(Entries taken from a collection)
+++
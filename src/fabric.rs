//! The process-wide fabric runtime handle

use crate::config::FabricConfig;
use crate::error::Result;
use crate::msgmgr::address::MailboxAddress;
use crate::msgmgr::buffer::MessageBuffer;
use crate::msgmgr::lookup::MailboxLookupService;
use crate::msgmgr::mailbox::MailboxHandle;
use crate::msgmgr::message::{FunctionMessageFactory, MessageFactory};
use crate::opm::{
    DEFAULT_CAPACITY_INCREMENT, DEFAULT_THRESHOLD_PERCENTAGE, GrowthMode, Opm, PoolId,
    SyncObjectPool,
};
use crate::threadmgr::ThreadManager;
use std::sync::Arc;
use tracing::info;

/// Everything process-wide in one handle: the object pool manager, the
/// thread manager, the lookup service, the shared wire-buffer pool and the
/// message factory. Passed by context instead of living in globals;
/// mailboxes are created against a `Fabric` and resolve each other through
/// its lookup service.
pub struct Fabric {
    config: FabricConfig,
    opm: Arc<Opm>,
    thread_manager: Arc<ThreadManager>,
    factory: Arc<FunctionMessageFactory>,
    factory_dyn: Arc<dyn MessageFactory>,
    lookup: Arc<MailboxLookupService>,
    buffer_pool_id: PoolId,
    buffer_pool: Arc<SyncObjectPool<MessageBuffer>>,
}

impl Fabric {
    pub fn new(config: FabricConfig) -> Result<Arc<Fabric>> {
        let opm = Opm::new();
        // Wire buffers are network-order; one pool serves every transport
        let buffer_pool_id = opm.create_pool::<MessageBuffer>(
            1,
            DEFAULT_THRESHOLD_PERCENTAGE,
            DEFAULT_CAPACITY_INCREMENT,
            config.buffer_pool_size,
            GrowthMode::GrowthAllowed,
        )?;
        let buffer_pool = opm.pool::<MessageBuffer>(buffer_pool_id)?;

        let factory = FunctionMessageFactory::new();
        let factory_dyn: Arc<dyn MessageFactory> = factory.clone() as Arc<dyn MessageFactory>;
        let lookup = MailboxLookupService::new(
            config.clone(),
            Arc::clone(&factory_dyn),
            Arc::clone(&buffer_pool),
        );

        info!("fabric runtime up (neid {})", config.neid);
        Ok(Arc::new(Fabric {
            config,
            opm,
            thread_manager: ThreadManager::new(),
            factory,
            factory_dyn,
            lookup,
            buffer_pool_id,
            buffer_pool,
        }))
    }

    pub fn config(&self) -> &FabricConfig {
        &self.config
    }

    pub fn opm(&self) -> &Arc<Opm> {
        &self.opm
    }

    pub fn thread_manager(&self) -> &Arc<ThreadManager> {
        &self.thread_manager
    }

    /// The registry applications register message creators with.
    pub fn message_factory(&self) -> &Arc<FunctionMessageFactory> {
        &self.factory
    }

    pub(crate) fn factory(&self) -> &Arc<dyn MessageFactory> {
        &self.factory_dyn
    }

    pub fn lookup(&self) -> &Arc<MailboxLookupService> {
        &self.lookup
    }

    pub fn buffer_pool(&self) -> &Arc<SyncObjectPool<MessageBuffer>> {
        &self.buffer_pool
    }

    pub fn buffer_pool_id(&self) -> PoolId {
        self.buffer_pool_id
    }

    /// Shorthand for [`MailboxLookupService::find`].
    pub async fn find(&self, address: &MailboxAddress) -> Result<MailboxHandle> {
        self.lookup.find(address).await
    }

    /// Stop discovery, drop registrations, abort workers and drain pools.
    pub async fn shutdown(&self) {
        info!("fabric runtime shutting down");
        self.lookup.shutdown().await;
        self.thread_manager.shutdown();
        self.opm.shutdown();
    }
}
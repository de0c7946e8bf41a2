//! Reusable-object pools with threshold growth and historical shrink

use crate::error::{Error, Result};
use std::ops::{Deref, DerefMut};
use std::sync::{Arc, Mutex, TryLockError, Weak};
use tracing::{debug, warn};

/// Identifies a pool within one [`Opm`](crate::opm::Opm) instance.
pub type PoolId = u32;

/// Sentinel carried by objects that were never allocated through a pool.
pub const UNKNOWN_POOL_ID: PoolId = PoolId::MAX;

pub const DEFAULT_THRESHOLD_PERCENTAGE: f64 = 0.8;
pub const DEFAULT_CAPACITY_INCREMENT: usize = 10;

/// Resize policy for a pool.
#[derive(Debug, Clone, Copy, PartialEq, Eq)]
pub enum GrowthMode {
    /// Fixed capacity; an empty free list fails the reserve
    NoGrowth,
    /// Capacity grows past the usage threshold and never comes back
    GrowthAllowed,
    /// Capacity grows past the threshold and shrinks back through the
    /// recorded capacity history as usage drains
    GrowAndShrink,
}

/// An object that can live in a pool.
///
/// `new_instance` is the bootstrap constructor invoked for the initial fill
/// and for every growth increment; `clean` restores the object to its
/// just-constructed state before it re-enters the free list.
pub trait Poolable: Send + 'static {
    fn new_instance(init_param: i64) -> Self
    where
        Self: Sized;

    fn clean(&mut self);
}

/// Point-in-time counters for one pool.
#[derive(Debug, Clone)]
pub struct PoolStats {
    pub pool_id: PoolId,
    pub object_type: &'static str,
    pub growth_mode: GrowthMode,
    pub initial_capacity: usize,
    pub current_capacity: usize,
    pub capacity_increment: usize,
    pub threshold_percentage: f64,
    pub used: usize,
    pub free: usize,
    pub peak_used: usize,
    pub creation_count: u64,
    pub total_reserved: u64,
    pub enlargements: usize,
}
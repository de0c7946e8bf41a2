//! Pooled wire buffer with paired insertion/extraction cursors

use crate::config::MAX_MESSAGE_LENGTH;
use crate::error::{Error, Result};
use crate::opm::Poolable;

/// Byte buffer every transport serializes through.
///
/// Inserters append at the tail; extractors consume from a separate cursor,
/// so one buffer can be filled and drained without copying. Primitive
/// codecs use network byte order when the buffer was built with the
/// network-order init param (nonzero), host order otherwise. Total content
/// is bounded by [`MAX_MESSAGE_LENGTH`].
pub struct MessageBuffer {
    data: Vec<u8>,
    extract_index: usize,
    network_order: bool,
}

impl MessageBuffer {
    pub fn new(network_order: bool) -> Self {
        Self {
            data: Vec::with_capacity(MAX_MESSAGE_LENGTH),
            extract_index: 0,
            network_order,
        }
    }

    pub fn len(&self) -> usize {
        self.data.len()
    }

    pub fn is_empty(&self) -> bool {
        self.data.is_empty()
    }

    /// Bytes not yet consumed by the extraction cursor.
    pub fn remaining(&self) -> usize {
        self.data.len() - self.extract_index
    }

    pub fn as_slice(&self) -> &[u8] {
        &self.data
    }

    pub fn clear(&mut self) {
        self.data.clear();
        self.extract_index = 0;
    }

    /// Reset the extraction cursor to the start without touching content.
    pub fn rewind(&mut self) {
        self.extract_index = 0;
    }

    /// Cut the content down to `len` bytes; used after reading a datagram
    /// into a maximum-sized frame.
    pub fn truncate(&mut self, len: usize) {
        self.data.truncate(len);
        self.extract_index = self.extract_index.min(len);
    }

    /// Hex dump of the full content, for per-mailbox debug tracing.
    pub fn hex_dump(&self) -> String {
        hex::encode(&self.data)
    }

    fn check_room(&self, needed: usize) -> Result<()> {
        let available = MAX_MESSAGE_LENGTH - self.data.len();
        if needed > available {
            return Err(Error::BufferOverflow { needed, available });
        }
        Ok(())
    }

    fn check_remaining(&self, needed: usize) -> Result<()> {
        let remaining = self.remaining();
        if needed > remaining {
            return Err(Error::BufferUnderflow { needed, remaining });
        }
        Ok(())
    }

    /// Replace the content with `len` writable zero bytes, for transports
    /// that read a frame straight off the wire.
    pub fn make_room(&mut self, len: usize) -> Result<&mut [u8]> {
        if len > MAX_MESSAGE_LENGTH {
            return Err(Error::BufferOverflow { needed: len, available: MAX_MESSAGE_LENGTH });
        }
        self.data.clear();
        self.data.resize(len, 0);
        self.extract_index = 0;
        Ok(&mut self.data[..])
    }

    pub fn insert_u8(&mut self, value: u8) -> Result<()> {
        self.check_room(1)?;
        self.data.push(value);
        Ok(())
    }

    pub fn insert_u16(&mut self, value: u16) -> Result<()> {
        self.check_room(2)?;
        let bytes = if self.network_order { value.to_be_bytes() } else { value.to_ne_bytes() };
        self.data.extend_from_slice(&bytes);
        Ok(())
    }

    pub fn insert_u32(&mut self, value: u32) -> Result<()> {
        self.check_room(4)?;
        let bytes = if self.network_order { value.to_be_bytes() } else { value.to_ne_bytes() };
        self.data.extend_from_slice(&bytes);
        Ok(())
    }

    pub fn insert_u64(&mut self, value: u64) -> Result<()> {
        self.check_room(8)?;
        let bytes = if self.network_order { value.to_be_bytes() } else { value.to_ne_bytes() };
        self.data.extend_from_slice(&bytes);
        Ok(())
    }

    pub fn insert_i32(&mut self, value: i32) -> Result<()> {
        self.insert_u32(value as u32)
    }

    /// Length-prefixed (u16) UTF-8 string.
    pub fn insert_str(&mut self, value: &str) -> Result<()> {
        let bytes = value.as_bytes();
        if bytes.len() > u16::MAX as usize {
            return Err(Error::BufferOverflow {
                needed: bytes.len(),
                available: u16::MAX as usize,
            });
        }
        self.check_room(2 + bytes.len())?;
        self.insert_u16(bytes.len() as u16)?;
        self.data.extend_from_slice(bytes);
        Ok(())
    }

    /// Raw bytes, no length prefix.
    pub fn insert_raw(&mut self, bytes: &[u8]) -> Result<()> {
        self.check_room(bytes.len())?;
        self.data.extend_from_slice(bytes);
        Ok(())
    }

    pub fn extract_u8(&mut self) -> Result<u8> {
        self.check_remaining(1)?;
        let value = self.data[self.extract_index];
        self.extract_index += 1;
        Ok(value)
    }

    pub fn extract_u16(&mut self) -> Result<u16> {
        self.check_remaining(2)?;
        let mut bytes = [0u8; 2];
        bytes.copy_from_slice(&self.data[self.extract_index..self.extract_index + 2]);
        self.extract_index += 2;
        Ok(if self.network_order { u16::from_be_bytes(bytes) } else { u16::from_ne_bytes(bytes) })
    }

    pub fn extract_u32(&mut self) -> Result<u32> {
        self.check_remaining(4)?;
        let mut bytes = [0u8; 4];
        bytes.copy_from_slice(&self.data[self.extract_index..self.extract_index + 4]);
        self.extract_index += 4;
        Ok(if self.network_order { u32::from_be_bytes(bytes) } else { u32::from_ne_bytes(bytes) })
    }

    pub fn extract_u64(&mut self) -> Result<u64> {
        self.check_remaining(8)?;
        let mut bytes = [0u8; 8];
        bytes.copy_from_slice(&self.data[self.extract_index..self.extract_index + 8]);
        self.extract_index += 8;
        Ok(if self.network_order { u64::from_be_bytes(bytes) } else { u64::from_ne_bytes(bytes) })
    }

    pub fn extract_i32(&mut self) -> Result<i32> {
        Ok(self.extract_u32()? as i32)
    }

    pub fn extract_str(&mut self) -> Result<String> {
        let len = self.extract_u16()? as usize;
        let bytes = self.extract_raw(len)?;
        String::from_utf8(bytes).map_err(|e| Error::Codec(e.to_string()))
    }

    pub fn extract_raw(&mut self, len: usize) -> Result<Vec<u8>> {
        self.check_remaining(len)?;
        let bytes = self.data[self.extract_index..self.extract_index + len].to_vec();
        self.extract_index += len;
        Ok(bytes)
    }
}

impl Poolable for MessageBuffer {
    fn new_instance(init_param: i64) -> Self {
        MessageBuffer::new(init_param != 0)
    }

    fn clean(&mut self) {
        self.clear();
    }
}

#[cfg(test)]
mod tests {
    use super::*;

    #[test]
    fn primitives_round_trip_in_network_order() {
        let mut buf = MessageBuffer::new(true);
        buf.insert_u8(0xAB).unwrap();
        buf.insert_u16(0x1234).unwrap();
        buf.insert_u32(0xDEADBEEF).unwrap();
        buf.insert_u64(42).unwrap();
        buf.insert_str("hello").unwrap();

        // Network order is observable on the raw bytes
        assert_eq!(&buf.as_slice()[1..3], &[0x12, 0x34]);

        assert_eq!(buf.extract_u8().unwrap(), 0xAB);
        assert_eq!(buf.extract_u16().unwrap(), 0x1234);
        assert_eq!(buf.extract_u32().unwrap(), 0xDEADBEEF);
        assert_eq!(buf.extract_u64().unwrap(), 42);
        assert_eq!(buf.extract_str().unwrap(), "hello");
        assert_eq!(buf.remaining(), 0);
    }

    #[test]
    fn host_order_primitives_round_trip() {
        let mut buf = MessageBuffer::new(false);
        buf.insert_u32(0x01020304).unwrap();
        buf.insert_i32(-7).unwrap();
        assert_eq!(buf.extract_u32().unwrap(), 0x01020304);
        assert_eq!(buf.extract_i32().unwrap(), -7);
    }

    #[test]
    fn rewind_replays_the_content() {
        let mut buf = MessageBuffer::new(true);
        buf.insert_u16(0xBEEF).unwrap();
        assert_eq!(buf.extract_u16().unwrap(), 0xBEEF);
        buf.rewind();
        assert_eq!(buf.extract_u16().unwrap(), 0xBEEF);
    }

    #[test]
    fn underflow_is_an_error() {
        let mut buf = MessageBuffer::new(true);
        buf.insert_u8(1).unwrap();
        buf.extract_u8().unwrap();
        assert!(matches!(
            buf.extract_u32(),
            Err(Error::BufferUnderflow { needed: 4, remaining: 0 })
        ));
    }

    #[test]
    fn overflow_is_an_error() {
        let mut buf = MessageBuffer::new(true);
        let big = vec![0u8; MAX_MESSAGE_LENGTH];
        buf.insert_raw(&big).unwrap();
        assert!(matches!(buf.insert_u8(0), Err(Error::BufferOverflow { .. })));
    }

    #[test]
    fn make_room_bounds_frame_size() {
        let mut buf = MessageBuffer::new(true);
        assert!(buf.make_room(MAX_MESSAGE_LENGTH).is_ok());
        assert!(buf.make_room(MAX_MESSAGE_LENGTH + 1).is_err());
    }

    #[test]
    fn clean_resets_both_cursors() {
        let mut buf = MessageBuffer::new(true);
        buf.insert_u32(7).unwrap();
        buf.extract_u16().unwrap();
        buf.clean();
        assert_eq!(buf.len(), 0);
        assert_eq!(buf.remaining(), 0);
    }
}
+++
> _TASK STATEMENT_
Could you copy every line from the records that mentions the word "BufferOverflow"?

> _RESULT BELOW_
            return Err(Error::BufferOverflow { needed, available });
            return Err(Error::BufferOverflow { needed: len, available: MAX_MESSAGE_LENGTH });
            return Err(Error::BufferOverflow {
        assert!(matches!(buf.insert_u8(0), Err(Error::BufferOverflow { .. })));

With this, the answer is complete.